- **What the task asks**: Across all the entries below, count each line that holds "they" and report the figure only.

*** Opening Listed records ***

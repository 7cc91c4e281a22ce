//! Renaming classes everywhere they are referenced
//!
//! A [`Remapper`] decides the new name of a class. [`remap_class`] then produces a copy of a class
//! in which every structured position that mentions a class name (member descriptors, generic
//! signatures, instruction operands, annotations, stack map frames, etc.) uses the new names.
//! Verbatim attributes are opaque, so they are copied as-is.

use crate::jvm::code::CodeElement;
use crate::jvm::model::{
    Annotation, Annotations, BootstrapMethod, Class, Code, CodeFrame, ConstantData,
    DynamicConstant, ElementValue, EnclosingMethod, ExceptionHandler, Field, FieldRef,
    HandleMember, InnerClass, InvokeDynamic, LocalVariable, Method, MethodHandle, MethodRef,
    ParameterAnnotations, RecordComponent,
};
use crate::jvm::{
    BinaryName, FieldType, MethodDescriptor, Name, ParseDescriptor, RefType, RenderDescriptor,
};
use std::cell::Cell;
use std::collections::HashMap;
use std::convert::Infallible;

pub trait Remapper {
    /// New name for a class, or `None` if the class keeps its name
    fn map_class_name(&self, name: &str) -> Option<BinaryName>;

    fn map_binary_name(&self, name: &BinaryName) -> BinaryName {
        self.map_class_name(name.as_str())
            .unwrap_or_else(|| name.clone())
    }

    fn map_ref_type(&self, ref_type: &RefType<BinaryName>) -> RefType<BinaryName> {
        ref_type.map(|name| self.map_binary_name(name))
    }

    fn map_field_type(&self, field_type: &FieldType<BinaryName>) -> FieldType<BinaryName> {
        field_type.map(|name| self.map_binary_name(name))
    }

    fn map_method_descriptor(
        &self,
        descriptor: &MethodDescriptor<BinaryName>,
    ) -> MethodDescriptor<BinaryName> {
        descriptor.map(|name| self.map_binary_name(name))
    }

    /// Remap a field descriptor (or `V`) held as a string
    ///
    /// Malformed descriptors are left alone.
    fn map_descriptor(&self, descriptor: &str) -> String {
        if descriptor == "V" {
            return descriptor.to_owned();
        }
        match FieldType::<BinaryName>::parse(descriptor) {
            Ok(field_type) => self.map_field_type(&field_type).render(),
            Err(_) => {
                log::warn!("Not remapping malformed descriptor '{}'", descriptor);
                descriptor.to_owned()
            }
        }
    }

    /// Remap a class, method, or field generic signature
    ///
    /// Malformed signatures are left alone.
    fn map_signature(&self, signature: &str) -> String {
        let mut remapper = SignatureRemapper {
            remapper: self,
            signature,
            position: 0,
            output: String::with_capacity(signature.len()),
        };
        match remapper.signature() {
            Some(()) => remapper.output,
            None => {
                log::warn!("Not remapping malformed signature '{}'", signature);
                signature.to_owned()
            }
        }
    }
}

*** Closing Listed records ***

- **Final answer**: 2